In my days of having a proper job, as a claims clerk in the insurance industry, we were encouraged all the time to get things confirmed in writing and to confirm any offers we made in writing. Writing was important. Although verbal contracts do exist and are legal, they are easily backed away from and it becomes one word against another in the absence of witnesses. Getting it in writing provided firmer evidence of a deal done.
We offer you £250 in full and final settlement of all claims for personal injury arising out of this accident. This offer is made without any admission of negligence on the part of our client. Please indicate your acceptance in writing and we will send you a cheque.
See. I can still recite it today. Sums of money have advanced a bit and cheques are antiquated but the principle remains.
In those early days as a house-owner I was introduced to the shady area of cash transactions.
Me: How much to fix the front gutter?
Builder: £90 should cover it.
Me: Can I have a written quote?
Builder: Ah. Then it will be plus VAT.
It is strange how our relationship with writing has changed. Because social media is writing or, at least, typing. A comment we might have made tongue-in-cheek, or in an offhand way down the pub is suddenly in writing. Or is it? Is that how people see it.
A few years back an irritated traveller tweeted, after appalling delays at Nottingham Airport, that he was off to blow it up. He was arrested and it took a while for a wise judge (on appeal, I recall) to see that he had been joking.
I really don't think that a lot of people see their social media outbursts as 'in writing'. Just as a young family member once told me that someone wasn't a friend but a Facebook friend (clearly having a difference in their head between the two types), I think that there needs to be a new word for posting, tweeting and updating that stops short of this being something that is being clarified 'in writing'.

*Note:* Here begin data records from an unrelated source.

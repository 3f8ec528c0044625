//! # consync-gateway
//!
//! The remote contract API behind the [`RemoteGateway`] trait, plus a blocking
//! HTTP+JSON implementation ([`HttpGateway`]).
//!
//! Implementations interpret the response `state` themselves: a call returns
//! `Ok` only when the remote reported success.

pub mod error;
pub mod http;
pub mod wire;

use consync_core::{
    Contract, ContractArea, ContractGuarantee, ContractTask, OrderNo, RawAreaResponse, Token,
};

pub use error::GatewayError;
pub use http::HttpGateway;

/// Successful remote acknowledgement.
#[derive(Debug, Clone, PartialEq, Eq, Default)]
pub struct Ack {
    pub message: String,
}

/// Successful contract upsert.
#[derive(Debug, Clone, PartialEq, Eq)]
pub struct ContractAck {
    /// Remote-assigned order number; `None` when the remote left it blank.
    pub order_no: Option<OrderNo>,
    pub message: String,
}

/// Operations of the remote contract system.
pub trait RemoteGateway: Send + Sync {
    fn login(&self, username: &str, password: &str, lang_code: &str)
        -> Result<Token, GatewayError>;

    /// Raw reference data; the caller decides how to treat a failed `state`.
    fn query_area_codes(
        &self,
        token: &Token,
        province: Option<&str>,
    ) -> Result<RawAreaResponse, GatewayError>;

    fn upsert_contract(&self, token: &Token, contract: &Contract)
        -> Result<ContractAck, GatewayError>;

    fn upsert_task(&self, token: &Token, task: &ContractTask) -> Result<Ack, GatewayError>;

    fn upsert_guarantee(
        &self,
        token: &Token,
        guarantee: &ContractGuarantee,
    ) -> Result<Ack, GatewayError>;

    /// All areas of one contract in a single call.
    fn upsert_areas(&self, token: &Token, areas: &[ContractArea]) -> Result<Ack, GatewayError>;

    fn delete_contract(&self, token: &Token, order_no: &OrderNo) -> Result<Ack, GatewayError>;
}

You only have to look at the long string of appalling and abusive comments on certain celebrity posts to see that people seem genuinely not to have noticed that the person the subject of their opprobrium is actually listening/reading. I follow Gary Lineker on Twitter. He seems an interested and interesting character. He is not especially rude or crude and does not restrict his comments to the world of sport. People respond shamefully. By and large he reacts modestly. This exchange of views/insults reads like a conversation, albeit one with the drunk in the pub or the nutter on the bus.
And the trouble with writing is that it is not open to discussion who said what to whom. The evidence is there. This doesn't seem to dissuade the trumps of this world from saying 'I never said that'.
A few years ago I carried around a quote from Anita Roddick (her of the Bodyshop business). She said that ideas have wings. As soon as you pin them down they fail to fly. So she operated an ideas culture that didn't pin things down to paper plans too soon. Better paper planes in the air. Keep talking.
I like being part of a church where we all talk about everything all the time. Nobody is too insignificant to contribute to vision or strategy. All views can be shared and we are slow to minute them. We try to have as few secrets as possible. In this context a social media discussion has no more weight than a chat over coffee. And no less either.
That will be £50 please. For cash.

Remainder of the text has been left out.